⟨
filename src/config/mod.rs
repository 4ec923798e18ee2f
pub mod env;
pub mod settings;
pub mod s3;
use std::fmt;
use std::str::FromStr;

use serde::{Deserialize, Serialize};
use sqlx::FromRow;
use time::OffsetDateTime;
use utoipa::ToSchema;
use uuid::Uuid;

/// Lifecycle of a transcode job. Only moves forward: `pending → processing →
/// {completed | failed}`; a redelivered job re-enters `processing`, never
/// `pending`.
#[derive(Debug, Clone, Copy, PartialEq, Eq, Serialize, Deserialize, ToSchema)]
#[serde(rename_all = "lowercase")]
pub enum JobStatus {
    Pending,
    Processing,
    Completed,
    Failed,
}

impl JobStatus {
    pub fn as_str(&self) -> &'static str {
        match self {
            JobStatus::Pending => "pending",
            JobStatus::Processing => "processing",
            JobStatus::Completed => "completed",
            JobStatus::Failed => "failed",
        }
    }

    pub fn is_terminal(&self) -> bool {
        matches!(self, JobStatus::Completed | JobStatus::Failed)
    }
}

impl fmt::Display for JobStatus {
    fn fmt(&self, f: &mut fmt::Formatter<'_>) -> fmt::Result {
        f.write_str(self.as_str())
    }
}

impl FromStr for JobStatus {
    type Err = String;

    fn from_str(s: &str) -> Result<Self, Self::Err> {
        match s {
            "pending" => Ok(JobStatus::Pending),
            "processing" => Ok(JobStatus::Processing),
            "completed" => Ok(JobStatus::Completed),
            "failed" => Ok(JobStatus::Failed),
            other => Err(format!("unknown job status: {}", other)),
        }
    }
}

#[derive(Debug, Serialize, Clone, ToSchema)]
pub struct TranscodeJob {
    pub id: Uuid,
    pub video_id: Uuid,
    pub status: JobStatus,
    pub requested_qualities: Vec<String>,
    pub output_message: Option<String>,
    #[schema(value_type = String, format = DateTime)]
    pub created_at: OffsetDateTime,
    #[schema(value_type = String, format = DateTime)]
    pub updated_at: OffsetDateTime,
}

#[derive(Debug, Clone)]
pub struct NewTranscodeJob {
    pub video_id: Uuid,
    pub requested_qualities: Vec<String>,
}

/// Raw row shape; status is stored as text and parsed on the way out.
#[derive(Debug, FromRow)]
pub struct TranscodeJobRow {
    pub id: Uuid,
    pub video_id: Uuid,
    pub status: String,
    pub requested_qualities: Vec<String>,
    pub output_message: Option<String>,
    pub created_at: OffsetDateTime,
    pub updated_at: OffsetDateTime,
}

impl From<TranscodeJobRow> for TranscodeJob {
    fn from(row: TranscodeJobRow) -> Self {
        TranscodeJob {
            id: row.id,
            video_id: row.video_id,
            // The column is CHECK-constrained to the four labels.
            status: row.status.parse().unwrap_or(JobStatus::Pending),
            requested_qualities: row.requested_qualities,
            output_message: row.output_message,
            created_at: row.created_at,
            updated_at: row.updated_at,
        }
    }
}

#[cfg(test)]
mod tests {
    use super::*;

    #[test]
    fn status_labels_round_trip() {
        for status in [
            JobStatus::Pending,
            JobStatus::Processing,
            JobStatus::Completed,
            JobStatus::Failed,
        ] {
            assert_eq!(status.as_str().parse::<JobStatus>().unwrap(), status);
        }
    }

    #[test]
    fn only_completed_and_failed_are_terminal() {
        assert!(!JobStatus::Pending.is_terminal());
        assert!(!JobStatus::Processing.is_terminal());
        assert!(JobStatus::Completed.is_terminal());
        assert!(JobStatus::Failed.is_terminal());
    }
}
⟩
_Task brief_
Counting every line of the records above that has the word "FromStr", state the total and give nothing besides it.

_Answer section_
2